Among the native 42 T1 maps, 14 (33.3%) T1 maps were improved after the rigid registration motion correction; and 20 (55.6%) T1 maps improved among the post contrast 36 T1 maps. Although most T1 maps before motion co-registration were already excellently acceptable for clinical use, we could still find post-processed signals at different TI times better fit the T1 recovery curve after co-registration and result in more accurate T1 values. Among all the cases, edge of heart is the most sensitive part to motion artifact. Thus, we put the ROI in this area to challenge the algorithm and evaluate it. Figure 1 shows motion correction removes the artifacts associated with motion between different TI images. Besides, the calculate graph map shows the corrected T1 recovery curve gets better than the original one. Figure 2 shows T1 maps without any visible artifacts may also benefit from the proposed reconstruction approach.
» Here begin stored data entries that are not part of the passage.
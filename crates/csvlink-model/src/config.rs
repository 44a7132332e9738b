use serde::{Deserialize, Serialize};

/// Highest edit distance still considered a near match.
pub const DEFAULT_NEAR_THRESHOLD: usize = 5;

/// Most candidates ever offered in one disambiguation prompt.
pub const DEFAULT_PROMPT_CAP: usize = 25;

/// Normalization and tiering parameters, immutable for one run.
#[derive(Debug, Clone, Serialize, Deserialize)]
pub struct MatchConfig {
    /// Words that truncate the text at their first space-prefixed
    /// occurrence. Everything from the match onward is discarded.
    pub cutoff_words: Vec<String>,
    /// Words removed wherever they occur as whole words.
    pub strip_words: Vec<String>,
    /// Characters deleted literally, anywhere in the text.
    pub strip_chars: Vec<char>,
    pub near_threshold: usize,
    pub prompt_cap: usize,
}

impl Default for MatchConfig {
    fn default() -> Self {
        Self {
            cutoff_words: Vec::new(),
            strip_words: Vec::new(),
            strip_chars: Vec::new(),
            near_threshold: DEFAULT_NEAR_THRESHOLD,
            prompt_cap: DEFAULT_PROMPT_CAP,
        }
    }
}

impl MatchConfig {
    /// Build from the plain strings the configuration source supplies.
    /// Word lists are comma-split and trimmed; the character list is a bare
    /// sequence where every non-whitespace character counts, commas included.
    pub fn from_lists(cutoff_words: &str, strip_words: &str, strip_chars: &str) -> Self {
        Self {
            cutoff_words: split_list(cutoff_words),
            strip_words: split_list(strip_words),
            strip_chars: strip_chars
                .chars()
                .filter(|ch| !ch.is_whitespace())
                .collect(),
            ..Self::default()
        }
    }
}

/// Comma-split and trim, dropping empty entries.
pub fn split_list(raw: &str) -> Vec<String> {
    raw.split(',')
        .map(str::trim)
        .filter(|entry| !entry.is_empty())
        .map(str::to_string)
        .collect()
}

/// Which columns drive a run: the key column on each side plus an optional
/// target column whose value is carried into the output alongside the match.
#[derive(Debug, Clone, Serialize, Deserialize)]
pub struct FieldSelection {
    pub source_key: String,
    pub target_key: String,
    pub target_linked: Option<String>,
}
The better-fit T1 recovery curves usually generate more accurate T1 estimations.

Conclusion

This investigation confirmed that this rigid image registration for correcting motion artifacts in T1 mapping image did improve image quality of T1 maps, and improve the accuracy of T1 maps in the absence of motion artifacts. A good repetition of heart shape during the heart beat during image acquisition was the assumption in applying rigid registration. More image cases are to be recruited to further investigate the limit of this T1 mapping reregistration method.

Acknowledgements

This work was supported by the National Key Clinical Specialty Construction Project of China.